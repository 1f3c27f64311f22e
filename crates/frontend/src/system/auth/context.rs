use contracts::system::auth::{LoginRequest, UserInfo};
use contracts::system::users::CreateUserDto;
use leptos::prelude::*;

use crate::shared::app_store::AppStore;

/// Сессия живёт только в памяти вкладки
#[derive(Clone, Debug, Default)]
pub struct AuthState {
    pub user_info: Option<UserInfo>,
}

/// Auth context provider component
#[component]
pub fn AuthProvider(children: ChildrenFn) -> impl IntoView {
    let (auth_state, set_auth_state) = signal(AuthState::default());

    provide_context(auth_state);
    provide_context(set_auth_state);

    children()
}

/// Hook to access auth state
pub fn use_auth() -> (ReadSignal<AuthState>, WriteSignal<AuthState>) {
    let auth_state =
        use_context::<ReadSignal<AuthState>>().expect("AuthProvider not found in component tree");
    let set_auth_state =
        use_context::<WriteSignal<AuthState>>().expect("AuthProvider not found in component tree");

    (auth_state, set_auth_state)
}

/// Helper: Perform login against the local user registry
pub fn do_login(
    store: AppStore,
    set_auth_state: WriteSignal<AuthState>,
    username: String,
    password: String,
) -> Result<(), String> {
    let user_info = store
        .authenticate(&LoginRequest { username, password })
        .map_err(|e| e.to_string())?;

    log::info!("logged in: {}", user_info.username);
    set_auth_state.set(AuthState {
        user_info: Some(user_info),
    });
    Ok(())
}

/// Helper: Register a regular user and sign them in
pub fn do_register(
    store: AppStore,
    set_auth_state: WriteSignal<AuthState>,
    username: String,
    password: String,
) -> Result<(), String> {
    let user_info = store
        .register(&CreateUserDto { username, password })
        .map_err(|e| e.to_string())?;

    set_auth_state.set(AuthState {
        user_info: Some(user_info),
    });
    Ok(())
}

/// Helper: Perform logout
pub fn do_logout(set_auth_state: WriteSignal<AuthState>) {
    log::info!("logged out");
    set_auth_state.set(AuthState::default());
}
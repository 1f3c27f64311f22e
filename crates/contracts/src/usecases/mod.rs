pub mod common;
pub mod u501_taxonomy_consistency;
pub mod u502_catalog_maintenance;
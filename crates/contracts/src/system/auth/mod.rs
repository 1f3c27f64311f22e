use serde::{Deserialize, Serialize};
use thiserror::Error;

#[derive(Debug, Clone, Default, Serialize, Deserialize)]
pub struct LoginRequest {
    pub username: String,
    pub password: String,
}

/// Пользователь текущей сессии
#[derive(Debug, Clone, PartialEq, Eq, Serialize, Deserialize)]
pub struct UserInfo {
    pub id: String,
    pub username: String,
    pub is_admin: bool,
}

/// Ошибки входа и регистрации
#[derive(Debug, Clone, PartialEq, Eq, Error)]
pub enum AuthError {
    #[error("Username must not be empty")]
    EmptyUsername,

    #[error("Password must not be empty")]
    EmptyPassword,

    #[error("User \"{0}\" already exists")]
    UsernameTaken(String),

    #[error("Invalid username or password")]
    InvalidCredentials,
}
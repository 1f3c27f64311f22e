pub mod aggregate;

pub use aggregate::{
    same_name, CategoryDefinition, CategoryId, Subcategory, SubcategoryId, Taxonomy,
    DEFAULT_SUBCATEGORY, UNCATEGORIZED,
};
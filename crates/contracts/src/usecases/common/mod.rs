//! Common types for all UseCases

pub mod usecase_result;

// Re-exports
pub use usecase_result::{UseCaseResult, ValidationError};
use crate::domain::a001_category::Taxonomy;
use crate::domain::a002_inventory_item::{InventoryItem, ItemId};

/// Явный контейнер состояния приложения: таксономия и каталог.
///
/// Передаётся в операции движка по ссылке; UI держит его внутри
/// реактивного сигнала.
#[derive(Debug, Clone, Default, PartialEq)]
pub struct InventoryState {
    pub taxonomy: Taxonomy,
    pub catalog: Vec<InventoryItem>,
}

impl InventoryState {
    pub fn new(taxonomy: Taxonomy, catalog: Vec<InventoryItem>) -> Self {
        Self { taxonomy, catalog }
    }

    pub fn item(&self, id: ItemId) -> Option<&InventoryItem> {
        self.catalog.iter().find(|i| i.base.id == id)
    }

    pub fn item_mut(&mut self, id: ItemId) -> Option<&mut InventoryItem> {
        self.catalog.iter_mut().find(|i| i.base.id == id)
    }

    /// Отображаемые имена категории и подкатегории товара
    pub fn placement_names(&self, item: &InventoryItem) -> Option<(&str, &str)> {
        self.taxonomy.resolve(item.category_id, item.subcategory_id)
    }

    /// Инвариант: каждый товар ссылается на существующую пару
    pub fn is_consistent(&self) -> bool {
        self.catalog
            .iter()
            .all(|i| self.taxonomy.contains_pair(i.category_id, i.subcategory_id))
    }
}
//! Витрина остатков: поиск, отбор по категории и списание продаж.

use crate::shared::app_store::use_app_store;
use contracts::domain::a001_category::{CategoryId, SubcategoryId};
use contracts::domain::a002_inventory_item::{calculate_total_quantity, InventoryItem, ItemId, SizeLabel};
use contracts::domain::common::AggregateId;
use contracts::usecases::u502_catalog_maintenance::{filtered_items, record_sale, ItemFilter};
use leptos::prelude::*;

#[derive(Clone, Debug)]
struct StockRow {
    id: ItemId,
    name: String,
    sku: String,
    placement: String,
    sizes: Vec<(SizeLabel, u32)>,
    total: u64,
    price: f64,
    image: Option<String>,
}

#[component]
pub fn StockView() -> impl IntoView {
    let store = use_app_store();
    let (search, set_search) = signal(String::new());
    let (category, set_category) = signal::<Option<CategoryId>>(None);
    let (subcategory, set_subcategory) = signal::<Option<SubcategoryId>>(None);

    let category_options = move || {
        store.state.with(|s| {
            s.taxonomy
                .iter()
                .map(|c| (c.id.as_string(), c.name.clone()))
                .collect::<Vec<_>>()
        })
    };

    let subcategory_options = move || {
        let Some(category_id) = category.get() else {
            return Vec::new();
        };
        store.state.with(|s| {
            s.taxonomy
                .get(category_id)
                .map(|c| {
                    c.subcategories
                        .iter()
                        .map(|sub| (sub.id.as_string(), sub.name.clone()))
                        .collect::<Vec<_>>()
                })
                .unwrap_or_default()
        })
    };

    let rows = move || {
        let filter = ItemFilter {
            search: search.get(),
            category_id: category.get(),
            subcategory_id: subcategory.get(),
        };
        store.state.with(|state| {
            filtered_items(&state.catalog, |item| filter.matches(item))
                .into_iter()
                .map(|item: &InventoryItem| StockRow {
                    id: item.base.id,
                    name: item.name().to_string(),
                    sku: item.sku().to_string(),
                    placement: state
                        .placement_names(item)
                        .map(|(c, s)| format!("{} / {}", c, s))
                        .unwrap_or_default(),
                    sizes: item.sizes.iter_all().collect(),
                    total: calculate_total_quantity(&item.sizes),
                    price: item.price,
                    image: item.image.clone(),
                })
                .collect::<Vec<_>>()
        })
    };

    view! {
        <div class="page">
            <div class="header">
                <div class="header__content">
                    <h1 class="header__title">{"Stock"}</h1>
                </div>
                <div class="header__actions">
                    <input
                        type="search"
                        class="input"
                        placeholder="Search by name or SKU"
                        prop:value=move || search.get()
                        on:input=move |ev| set_search.set(event_target_value(&ev))
                    />
                    <select
                        prop:value=move || category.get().map(|c| c.as_string()).unwrap_or_default()
                        on:change=move |ev| {
                            set_category.set(CategoryId::from_string(&event_target_value(&ev)).ok());
                            set_subcategory.set(None);
                        }
                    >
                        <option value="">{"All categories"}</option>
                        {move || category_options()
                            .into_iter()
                            .map(|(value, name)| view! { <option value=value>{name}</option> })
                            .collect_view()}
                    </select>
                    <select
                        prop:value=move || subcategory.get().map(|s| s.as_string()).unwrap_or_default()
                        disabled=move || category.get().is_none()
                        on:change=move |ev| {
                            set_subcategory.set(SubcategoryId::from_string(&event_target_value(&ev)).ok());
                        }
                    >
                        <option value="">{"All subcategories"}</option>
                        {move || subcategory_options()
                            .into_iter()
                            .map(|(value, name)| view! { <option value=value>{name}</option> })
                            .collect_view()}
                    </select>
                </div>
            </div>

            <div class="stock-grid">
                {move || {
                    let rows = rows();
                    if rows.is_empty() {
                        return view! { <p class="empty">{"No items match the current filter"}</p> }.into_any();
                    }
                    rows.into_iter()
                        .map(|row| view! { <StockCard row=row /> })
                        .collect_view()
                        .into_any()
                }}
            </div>
        </div>
    }
}

#[component]
fn StockCard(row: StockRow) -> impl IntoView {
    let sizes = row
        .sizes
        .iter()
        .map(|(size, qty)| {
            view! {
                <span class="size-badge" class:size-badge--empty=*qty == 0>
                    {format!("{} {}", size, qty)}
                </span>
            }
        })
        .collect_view();

    view! {
        <div class="stock-card">
            {row.image.map(|src| view! { <img class="stock-card__image" src=src alt="" /> })}
            <div class="stock-card__body">
                <h3 class="stock-card__title">{row.name}</h3>
                <div class="stock-card__meta">{row.sku}" · "{row.placement}</div>
                <div class="stock-card__sizes">{sizes}</div>
                <div class="stock-card__footer">
                    <span>{format!("Total: {}", row.total)}</span>
                    <span>{format!("{:.2}", row.price)}</span>
                </div>
                <SellControl item_id=row.id />
            </div>
        </div>
    }
}

/// Списание продажи по одному размеру
#[component]
fn SellControl(item_id: ItemId) -> impl IntoView {
    let store = use_app_store();
    let (size, set_size) = signal(SizeLabel::M);
    let (quantity, set_quantity) = signal(1u32);
    let (error, set_error) = signal::<Option<String>>(None);

    let sell = move || {
        let (size, quantity) = (size.get_untracked(), quantity.get_untracked());
        match store.mutate(|state| record_sale(state, item_id, size, quantity)) {
            Ok(_) => set_error.set(None),
            Err(e) => set_error.set(Some(e.to_string())),
        }
    };

    view! {
        <div class="sell-control">
            <select
                prop:value=move || size.get().as_str()
                on:change=move |ev| {
                    if let Some(parsed) = SizeLabel::parse(&event_target_value(&ev)) {
                        set_size.set(parsed);
                    }
                }
            >
                {SizeLabel::all()
                    .into_iter()
                    .map(|s| view! { <option value=s.as_str()>{s.as_str()}</option> })
                    .collect_view()}
            </select>
            <input
                type="number"
                min="1"
                prop:value=move || quantity.get().to_string()
                on:input=move |ev| {
                    set_quantity.set(event_target_value(&ev).trim().parse().unwrap_or(0));
                }
            />
            <button class="button button--primary" on:click=move |_| sell()>
                {"Sell"}
            </button>
            {move || error.get().map(|e| view! { <div class="error">{e}</div> })}
        </div>
    }
}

***

= Task instructions =
Nothing past the line containing "в памяти вкладки" should be restated; transcribe the material exactly from its first line through that line.

= Answer to this problem =
repository 1f3c27f64311f22e
filename crates/frontend/src/system/auth/context.rs
use contracts::system::auth::{LoginRequest, UserInfo};
use contracts::system::users::CreateUserDto;
use leptos::prelude::*;

use crate::shared::app_store::AppStore;

/// Сессия живёт только в памяти вкладки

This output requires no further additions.